Inflammatory markers in the blood have been shown to respond to an uninterrupted 7-8 hours of sleep - although bizarrely sleeping for longer than this can have a negative effect! So making sure that you are putting in the effort to switch off in good time at night may not be as hard as you think, as you actually don’t need to be getting the “full 10 hours” that are so stereotypically prescribed! You may even already be getting enough shut-eye!
However, you might want to adjust your sleeping conditions, to maximise the amount of quality sleep that you get. Make sure that you sleep in a darkened, quiet room, to allow your body to slip into REM sleep, and make sure that you take the time to wind down for a few hours before you go to bed.
Exercising too late at night, a heavy evening meal and looking at screens before trying to sleep can all contribute to preventing you from drifting off - it may be time to swap Netflix for an actual real book.
We saved the best (or easiest) until the end!
Think positive! And no, we’re not talking rainbows and unicorns! There is in fact a pioneering new field of medicine known as “Psychoneuroimmunology” which has begun to gain recognition in the medical field. This is the study of the incredible mind-body link with regard to intention and the effect on physical health.
Visualising healing processes can actually physically trigger them in your body - your body is in fact pretty much unable to tell the difference between what you visualise and what has happened in reality! This has an evolutionary purpose - can you ever remember feeling like someone was following you late at night, and your heart starting to pump faster? This would have prepared you to fight or flee, had there actually been a threat, however it was actually just your imagination of a perceived threat which triggered the adrenaline release.

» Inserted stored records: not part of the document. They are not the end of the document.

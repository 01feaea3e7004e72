// SPDX-License-Identifier: BUSL-1.1
// Copyright (c) 2026 Alfred Jean LLC

use super::*;
use std::os::unix::fs::PermissionsExt;
use tf_slurm::FakeCluster;

/// Executable stand-in for a task module: exits 0 for the `--help`
/// probe and immediately when launched.
fn fake_module(dir: &Path, name: &str) -> PathBuf {
    let path = dir.join(name);
    std::fs::write(&path, "#!/bin/sh\nexit 0\n").unwrap();
    let mut perms = std::fs::metadata(&path).unwrap().permissions();
    perms.set_mode(0o755);
    std::fs::set_permissions(&path, perms).unwrap();
    path
}

struct Fixture {
    _config_dir: tempfile::TempDir,
    input_dir: tempfile::TempDir,
    output_dir: tempfile::TempDir,
    config_file: PathBuf,
}

fn fixture(config_body: impl FnOnce(&Path) -> String) -> Fixture {
    let config_dir = tempfile::tempdir().unwrap();
    let input_dir = tempfile::tempdir().unwrap();
    let output_dir = tempfile::tempdir().unwrap();
    let config_file = config_dir.path().join("pipeline.yml");
    std::fs::write(&config_file, config_body(config_dir.path())).unwrap();
    Fixture { _config_dir: config_dir, input_dir, output_dir, config_file }
}

fn two_stage_yaml(dir: &Path) -> String {
    let module = fake_module(dir, "module.sh");
    format!(
        r#"
tasks:
  - name: ingest
    kind: local
    module: {module}
    input_ext: .txt
    output_ext: .out
    keep_output: false
  - name: count
    kind: local
    module: {module}
    input_ext: .out
    output_ext: .json
    depends_on: ingest
"#,
        module = module.display()
    )
}

fn options(fx: &Fixture) -> PipelineOptions {
    PipelineOptions {
        config_file: fx.config_file.clone(),
        input_dir: fx.input_dir.path().to_path_buf(),
        output_dir: fx.output_dir.path().to_path_buf(),
        delete_input: false,
        idle_timeout: None,
    }
}

async fn prepare(fx: &Fixture) -> Pipeline<FakeCluster> {
    Pipeline::prepare_with(options(fx), Settings::default(), Arc::new(FakeCluster::default()))
        .await
        .unwrap()
}

#[tokio::test]
async fn second_instance_is_refused_while_first_holds_the_lock() {
    let fx = fixture(two_stage_yaml);
    let first = prepare(&fx).await;

    let err = Pipeline::prepare_with(
        options(&fx),
        Settings::default(),
        Arc::new(FakeCluster::default()),
    )
    .await
    .unwrap_err();
    assert!(matches!(err, PipelineError::AlreadyRunning(_)));

    // Releasing the first instance frees the lock.
    drop(first);
    prepare(&fx).await;
}

#[tokio::test]
async fn stale_pid_record_is_cleaned_and_ignored() {
    let fx = fixture(two_stage_yaml);
    let ws = Workspace::new(fx.output_dir.path());
    std::fs::create_dir_all(ws.internal_dir()).unwrap();
    std::fs::write(ws.pid_file(), "4194000").unwrap();

    let pipeline = prepare(&fx).await;
    assert_eq!(
        tf_core::read_pid_file(&ws.pid_file()),
        Some(std::process::id() as i32)
    );
    drop(pipeline);
}

#[tokio::test]
async fn staging_respects_the_admission_cap() {
    let fx = fixture(|dir| {
        let mut yaml = two_stage_yaml(dir);
        yaml.push_str(
            "staging:\n  steps:\n    - kind: sort_by\n      key: name\n    - kind: max_staged\n      count: 3\n",
        );
        yaml
    });

    // Two files already staged before startup.
    let ws = Workspace::new(fx.output_dir.path());
    std::fs::create_dir_all(ws.symlinks_dir()).unwrap();
    for name in ["old1.txt", "old2.txt"] {
        let source = fx.input_dir.path().join(name);
        std::fs::write(&source, "x").unwrap();
        std::os::unix::fs::symlink(&source, ws.symlinks_dir().join(name)).unwrap();
    }
    // Five fresh candidates.
    for i in 0..5 {
        std::fs::write(fx.input_dir.path().join(format!("new{i}.txt")), "x").unwrap();
    }

    let mut pipeline = prepare(&fx).await;
    pipeline.stage_new_files();

    // max(0, 3 - 2) = 1 admission.
    assert_eq!(count_entries(&ws.symlinks_dir()), 3);
}

#[tokio::test]
async fn staged_files_are_not_restaged() {
    let fx = fixture(two_stage_yaml);
    std::fs::write(fx.input_dir.path().join("a.txt"), "x").unwrap();

    let ws = Workspace::new(fx.output_dir.path());
    let mut pipeline = prepare(&fx).await;
    pipeline.stage_new_files();
    assert_eq!(count_entries(&ws.symlinks_dir()), 1);

    pipeline.stage_new_files();
    assert_eq!(count_entries(&ws.symlinks_dir()), 1);
}

#[tokio::test]
async fn completion_harvest_retires_the_stem() {
    let fx = fixture(two_stage_yaml);
    let ws = Workspace::new(fx.output_dir.path());

    let source = fx.input_dir.path().join("a.txt");
    std::fs::write(&source, "x").unwrap();

    let mut pipeline = prepare(&fx).await;
    pipeline.stage_new_files();

    // Both stages produced their outputs ("count" is the only terminal).
    std::fs::write(ws.task_dir("ingest").join("a.out"), "mid").unwrap();
    std::fs::write(ws.task_dir("count").join("a.json"), "42").unwrap();

    pipeline.process_completed_files();

    assert!(ws.finished_dir().join("a.txt").exists());
    assert!(!ws.symlinks_dir().join("a.txt").exists());
    // keep_output=false drops the intermediate; keep_output=true promotes.
    assert!(!ws.task_dir("ingest").join("a.out").exists());
    assert!(!ws.task_dir("count").join("a.json").exists());
    assert_eq!(
        std::fs::read_to_string(ws.public_task_dir("count").join("a.json")).unwrap(),
        "42"
    );
    // The original input is untouched without --delete-input.
    assert!(source.exists());
}

#[tokio::test]
async fn incomplete_stems_are_not_harvested() {
    let fx = fixture(two_stage_yaml);
    let ws = Workspace::new(fx.output_dir.path());
    std::fs::write(fx.input_dir.path().join("a.txt"), "x").unwrap();

    let mut pipeline = prepare(&fx).await;
    pipeline.stage_new_files();

    // Only the first stage finished; the terminal task has not.
    std::fs::write(ws.task_dir("ingest").join("a.out"), "mid").unwrap();
    pipeline.process_completed_files();

    assert!(!ws.finished_dir().join("a.txt").exists());
    assert!(ws.symlinks_dir().join("a.txt").exists());
    assert!(ws.task_dir("ingest").join("a.out").exists());
}

#[tokio::test]
async fn failed_stems_stay_staged() {
    let fx = fixture(two_stage_yaml);
    let ws = Workspace::new(fx.output_dir.path());
    std::fs::write(fx.input_dir.path().join("z.txt"), "x").unwrap();

    let mut pipeline = prepare(&fx).await;
    pipeline.stage_new_files();
    std::fs::write(ws.task_dir("ingest").join("z.err"), "boom").unwrap();

    pipeline.report_failed_files();
    pipeline.process_completed_files();

    assert!(ws.symlinks_dir().join("z.txt").exists());
    assert!(!ws.finished_dir().join("z.txt").exists());
}

#[tokio::test]
async fn error_reports_are_counted_once() {
    let fx = fixture(two_stage_yaml);
    let ws = Workspace::new(fx.output_dir.path());
    let mut pipeline = prepare(&fx).await;

    std::fs::write(ws.task_dir("ingest").join("a.err"), "boom").unwrap();
    pipeline.report_failed_files();
    pipeline.report_failed_files();

    assert_eq!(pipeline.task_error_files["ingest"].len(), 1);
}

#[tokio::test]
async fn delete_input_removes_source_on_completion() {
    let fx = fixture(two_stage_yaml);
    let ws = Workspace::new(fx.output_dir.path());
    let source = fx.input_dir.path().join("a.txt");
    std::fs::write(&source, "x").unwrap();

    let mut opts = options(&fx);
    opts.delete_input = true;
    let mut pipeline =
        Pipeline::prepare_with(opts, Settings::default(), Arc::new(FakeCluster::default()))
            .await
            .unwrap();
    pipeline.stage_new_files();
    std::fs::write(ws.task_dir("ingest").join("a.out"), "mid").unwrap();
    std::fs::write(ws.task_dir("count").join("a.json"), "42").unwrap();

    pipeline.process_completed_files();

    assert!(!source.exists());
    assert!(ws.finished_dir().join("a.txt").exists());
}

#[tokio::test]
async fn idle_timeout_ends_the_run_cleanly() {
    let fx = fixture(two_stage_yaml);
    let ws = Workspace::new(fx.output_dir.path());

    let mut opts = options(&fx);
    opts.idle_timeout = Some(Duration::ZERO);
    let pipeline =
        Pipeline::prepare_with(opts, Settings::default(), Arc::new(FakeCluster::default()))
            .await
            .unwrap();

    let outcome = pipeline.run().await.unwrap();
    assert!(outcome.idle_timed_out);
    assert_eq!(outcome.signal, None);
    assert_eq!(outcome.exit_code(), 0);
    assert!(!ws.pid_file().exists(), "PID record must be removed on exit");
}

#[tokio::test]
async fn cluster_tasks_are_submitted_with_a_client_script() {
    let fx = fixture(|dir| {
        let module = fake_module(dir, "module.sh");
        format!(
            r#"
tasks:
  - name: transcribe
    kind: slurm
    module: {module}
    input_ext: .txt
    output_ext: .json
    account: research
    max_workers: 4
    worker_resources:
      cpus: 2
      memory: 8G
      time: "01:00:00"
"#,
            module = module.display()
        )
    });

    let client = Arc::new(FakeCluster::default());
    let mut pipeline =
        Pipeline::prepare_with(options(&fx), Settings::default(), Arc::clone(&client))
            .await
            .unwrap();
    pipeline.start_tasks().await.unwrap();

    let scripts = client.submitted_scripts();
    assert_eq!(scripts.len(), 1);
    assert!(scripts[0].contains("#SBATCH --job-name=transcribe-client"));
    assert!(scripts[0].contains("--run-directly"));
}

But it doesn’t stop there - studies have shown that visualisation can reduce levels of post-surgical inflammation and even reduce the risk of cancer recurrence.
Putting aside 10 minutes in your day to visualise your body repairing itself could make a dramatic difference to both your mental and physical health.
There are so many ways to make small or big differences in your life, whether you struggle with a chronic problem or not. At the end of the day, choose the things which make a difference to YOU and which you find practical.
Don’t drive yourself crazy with every new idea - there is no point improving your physical health at the expense of your mental wellbeing (and as you’ve read above, it might cancel out the effect anyway)!
Try to be as happy and healthy as you can and remember that little choices every day add up.